[[ MATERIAL TO PROCESS, beginning ]]

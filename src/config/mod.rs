//! Configuration management subsystem.
//!
//! # Data Flow
//! ```text
//! config file (TOML)
//!     → loader.rs (parse & deserialize)
//!     → validation.rs (semantic checks)
//!     → DiagnosticsConfig (validated, immutable)
//!     → Diagnostics::apply_config
//!
//! On file change:
//!     watcher.rs detects change
//!     → loader.rs loads new config
//!     → validation.rs validates
//!     → update sent on channel; invalid files are logged and ignored
//! ```
//!
//! # Design Decisions
//! - Config is immutable once loaded; changes require full reload
//! - All fields have defaults to allow minimal configs
//! - Validation separates syntactic (serde) from semantic checks

pub mod loader;
pub mod schema;
pub mod validation;
pub mod watcher;

pub use loader::{load_config, parse_config, ConfigError};
pub use schema::{DiagnosticsConfig, DisabledDebugPolicy, LogFormat, LoggingConfig, ProcessConfig};
pub use validation::ValidationError;
pub use watcher::ConfigWatcher;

[[ MATERIAL TO PROCESS, end ]]

* [WHAT TO DO] Go through the records and print each one exactly.

* [WRITTEN REPLY]
filename src/config/mod.rs
//! Configuration management subsystem.
//!
//! # Data Flow
//! ```text
//! config file (TOML)
//!     → loader.rs (parse & deserialize)
//!     → validation.rs (semantic checks)
//!     → DiagnosticsConfig (validated, immutable)
//!     → Diagnostics::apply_config
//!
//! On file change:
//!     watcher.rs detects change
//!     → loader.rs loads new config
//!     → validation.rs validates
//!     → update sent on channel; invalid files are logged and ignored
//! ```
//!
//! # Design Decisions
//! - Config is immutable once loaded; changes require full reload
//! - All fields have defaults to allow minimal configs
//! - Validation separates syntactic (serde) from semantic checks

pub mod loader;
pub mod schema;
pub mod validation;
pub mod watcher;

pub use loader::{load_config, parse_config, ConfigError};
pub use schema::{DiagnosticsConfig, DisabledDebugPolicy, LogFormat, LoggingConfig, ProcessConfig};
pub use validation::ValidationError;
pub use watcher::ConfigWatcher;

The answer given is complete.